What is being asked. For this exercise, copy out each line of the material below that includes "Debug".
+ + + + +
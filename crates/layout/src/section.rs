use crate::LayoutError;
use pagecast_types::PixelFormat;

/// Largest band width or height, in pixels, that can be embedded as a JPEG image.
///
/// Sections wider than this are rejected up front; taller sections are fine because the
/// slicer never emits a band with more rows than this.
pub const MAX_RASTER_DIMENSION: u32 = 65_535;

/// One rasterized visual unit of the export, stored as tightly packed 8-bit rows.
#[derive(Debug, Clone, PartialEq, Eq)]
pub struct Section {
    width: u32,
    height: u32,
    format: PixelFormat,
    pixels: Vec<u8>,
}

impl Section {
    /// Wraps a pixel buffer, checking that it matches the declared dimensions.
    pub fn new(
        width: u32,
        height: u32,
        format: PixelFormat,
        pixels: Vec<u8>,
    ) -> Result<Self, LayoutError> {
        if width == 0 || height == 0 {
            return Err(LayoutError::InvalidSection(format!(
                "dimensions must be positive, got {}x{}",
                width, height
            )));
        }
        if width > MAX_RASTER_DIMENSION {
            return Err(LayoutError::InvalidSection(format!(
                "width {}px exceeds the {}px limit of embedded images",
                width, MAX_RASTER_DIMENSION
            )));
        }
        let expected = format.buffer_len(width, height).ok_or_else(|| {
            LayoutError::InvalidSection(format!("{}x{} overflows the address space", width, height))
        })?;
        if pixels.len() != expected {
            return Err(LayoutError::InvalidSection(format!(
                "expected {} bytes for {}x{} {:?}, got {}",
                expected,
                width,
                height,
                format,
                pixels.len()
            )));
        }
        Ok(Self {
            width,
            height,
            format,
            pixels,
        })
    }

    pub fn rgb(width: u32, height: u32, pixels: Vec<u8>) -> Result<Self, LayoutError> {
        Self::new(width, height, PixelFormat::Rgb8, pixels)
    }

    pub fn rgba(width: u32, height: u32, pixels: Vec<u8>) -> Result<Self, LayoutError> {
        Self::new(width, height, PixelFormat::Rgba8, pixels)
    }

    pub fn width(&self) -> u32 {
        self.width
    }

    pub fn height(&self) -> u32 {
        self.height
    }

    pub fn format(&self) -> PixelFormat {
        self.format
    }

    pub fn pixels(&self) -> &[u8] {
        &self.pixels
    }

    /// Bytes in one pixel row.
    pub fn stride(&self) -> usize {
        self.width as usize * self.format.channels()
    }

    /// The raw bytes of rows `[y, y + rows)`.
    pub(crate) fn rows(&self, y: u32, rows: u32) -> &[u8] {
        let stride = self.stride();
        let start = y as usize * stride;
        &self.pixels[start..start + rows as usize * stride]
    }
}

/// A contiguous run of pixel rows copied out of a [`Section`], always opaque RGB.
#[derive(Debug, Clone, PartialEq, Eq)]
pub struct Band {
    /// Index of the parent section within the export.
    pub section_index: usize,
    /// First source row covered by this band.
    pub source_y: u32,
    pub width: u32,
    pub height: u32,
    /// Packed RGB8 rows, `width * height * 3` bytes.
    pub pixels: Vec<u8>,
}

impl Band {
    /// The half-open row interval `[source_y, source_y + height)` in the parent section.
    pub fn source_rows(&self) -> std::ops::Range<u32> {
        self.source_y..self.source_y + self.height
    }
}
use thiserror::Error;

#[derive(Error, Debug)]
pub enum RenderError {
    #[error("I/O error: {0}")]
    Io(#[from] std::io::Error),
    #[error("PDF generation error: {0}")]
    Pdf(String),
    #[error("Image encoding error: {0}")]
    Image(#[from] image::ImageError),
    #[error("Other rendering error: {0}")]
    Other(String),
}

impl From<lopdf::Error> for RenderError {
    fn from(err: lopdf::Error) -> Self {
        RenderError::Pdf(err.to_string())
    }
}

impl From<&str> for RenderError {
    fn from(s: &str) -> Self {
        RenderError::Other(s.to_string())
    }
}
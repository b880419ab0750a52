pub mod pagination;

pub use pagination::{BreakAnalysis, check_band_fit};
use lopdf::content::Operation;
use lopdf::{dictionary, Object, Stream};
use pagecast_layout::{Band, Page};
use pagecast_render_core::utils::box_origin_y;
use pagecast_render_core::RenderError;
use pagecast_types::Rect;
use image::codecs::jpeg::JpegEncoder;
use image::ExtendedColorType;

/// Compresses a band's RGB rows as a baseline JPEG.
pub fn encode_jpeg(band: &Band, quality: u8) -> Result<Vec<u8>, RenderError> {
    let mut out = Vec::with_capacity(band.pixels.len() / 8);
    JpegEncoder::new_with_quality(&mut out, quality).encode(
        &band.pixels,
        band.width,
        band.height,
        ExtendedColorType::Rgb8,
    )?;
    Ok(out)
}

/// JPEG-encodes every image on a page, preserving placement order.
#[cfg(not(feature = "parallel-render"))]
pub fn encode_page_images(page: &Page, quality: u8) -> Result<Vec<Vec<u8>>, RenderError> {
    page.images
        .iter()
        .map(|placed| encode_jpeg(&placed.band, quality))
        .collect()
}

/// JPEG-encodes every image on a page, preserving placement order.
#[cfg(feature = "parallel-render")]
pub fn encode_page_images(page: &Page, quality: u8) -> Result<Vec<Vec<u8>>, RenderError> {
    use rayon::prelude::*;
    page.images
        .par_iter()
        .map(|placed| encode_jpeg(&placed.band, quality))
        .collect()
}

/// An image XObject carrying DCT-compressed RGB data.
pub fn image_xobject(band: &Band, jpeg: Vec<u8>) -> Object {
    let dict = dictionary! {
        "Type" => "XObject",
        "Subtype" => "Image",
        "Width" => band.width as i64,
        "Height" => band.height as i64,
        "ColorSpace" => "DeviceRGB",
        "BitsPerComponent" => 8_i64,
        "Filter" => "DCTDecode",
    };
    Object::Stream(Stream::new(dict, jpeg).with_compression(false))
}

/// Operators drawing the XObject `name` into `rect` (top-down layout coordinates).
pub fn draw_image_ops(name: &str, rect: Rect, page_height: f32) -> Vec<Operation> {
    let y = box_origin_y(rect.y, rect.height, page_height);
    vec![
        Operation::new("q", vec![]),
        Operation::new(
            "cm",
            vec![
                Object::Real(rect.width),
                Object::Real(0.0),
                Object::Real(0.0),
                Object::Real(rect.height),
                Object::Real(rect.x),
                Object::Real(y),
            ],
        ),
        Operation::new("Do", vec![Object::Name(name.as_bytes().to_vec())]),
        Operation::new("Q", vec![]),
    ]
}

#[cfg(test)]
mod tests {
    use super::*;

    fn band(width: u32, height: u32) -> Band {
        Band {
            section_index: 0,
            source_y: 0,
            width,
            height,
            pixels: vec![200; (width * height * 3) as usize],
        }
    }

    #[test]
    fn jpeg_output_has_soi_marker() {
        let jpeg = encode_jpeg(&band(16, 8), 82).unwrap();
        assert_eq!(&jpeg[..2], &[0xFF, 0xD8]);
    }

    #[test]
    fn lower_quality_is_not_larger() {
        let mut noisy = band(64, 64);
        for (i, byte) in noisy.pixels.iter_mut().enumerate() {
            *byte = (i * 37 % 251) as u8;
        }
        let high = encode_jpeg(&noisy, 100).unwrap();
        let low = encode_jpeg(&noisy, 10).unwrap();
        assert!(low.len() < high.len());
    }

    #[test]
    fn draw_ops_flip_y_axis() {
        let ops = draw_image_ops("Im1", Rect::new(28.0, 28.0, 539.0, 100.0), 842.0);
        let operators: Vec<&str> = ops.iter().map(|op| op.operator.as_str()).collect();
        assert_eq!(operators, vec!["q", "cm", "Do", "Q"]);
        match &ops[1].operands[5] {
            Object::Real(y) => assert_eq!(*y, 714.0),
            other => panic!("unexpected operand {:?}", other),
        }
    }
}
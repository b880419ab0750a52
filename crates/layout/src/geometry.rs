use crate::LayoutError;
use pagecast_types::{Rect, Size};

/// Physical page dimensions and the uniform margin around the printable area.
///
/// Constructed once per export through [`PageGeometry::new`], which rejects any
/// combination whose margins leave no usable space. The value is `Copy` and shared
/// read-only by the slicer and the compositor.
#[derive(Debug, Clone, Copy, PartialEq)]
pub struct PageGeometry {
    page_width: f32,
    page_height: f32,
    margin: f32,
}

impl PageGeometry {
    pub fn new(page_width: f32, page_height: f32, margin: f32) -> Result<Self, LayoutError> {
        let all_finite = page_width.is_finite() && page_height.is_finite() && margin.is_finite();
        if !all_finite || page_width <= 0.0 || page_height <= 0.0 || margin < 0.0 {
            return Err(LayoutError::InvalidGeometry {
                page_width,
                page_height,
                margin,
            });
        }
        if page_width - 2.0 * margin <= 0.0 || page_height - 2.0 * margin <= 0.0 {
            return Err(LayoutError::InvalidGeometry {
                page_width,
                page_height,
                margin,
            });
        }
        Ok(Self {
            page_width,
            page_height,
            margin,
        })
    }

    /// A4 portrait with a 28pt margin.
    pub fn a4() -> Self {
        Self {
            page_width: 595.0,
            page_height: 842.0,
            margin: 28.0,
        }
    }

    pub fn page_width(&self) -> f32 {
        self.page_width
    }

    pub fn page_height(&self) -> f32 {
        self.page_height
    }

    pub fn margin(&self) -> f32 {
        self.margin
    }

    pub fn page_size(&self) -> Size {
        Size::new(self.page_width, self.page_height)
    }

    pub fn usable_width(&self) -> f32 {
        self.page_width - 2.0 * self.margin
    }

    pub fn usable_height(&self) -> f32 {
        self.page_height - 2.0 * self.margin
    }

    /// Y coordinate of the top of the printable area.
    pub fn content_top(&self) -> f32 {
        self.margin
    }

    /// Y coordinate of the bottom of the printable area.
    pub fn content_bottom(&self) -> f32 {
        self.page_height - self.margin
    }

    pub fn content_area(&self) -> Rect {
        Rect::new(
            self.margin,
            self.margin,
            self.usable_width(),
            self.usable_height(),
        )
    }
}

impl Default for PageGeometry {
    fn default() -> Self {
        Self::a4()
    }
}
+ + + + +
Written answer.
#[derive(Debug, Clone, PartialEq, Eq)]
#[derive(Debug, Clone, PartialEq, Eq)]
#[derive(Error, Debug)]
#[derive(Debug, Clone, Copy, PartialEq)]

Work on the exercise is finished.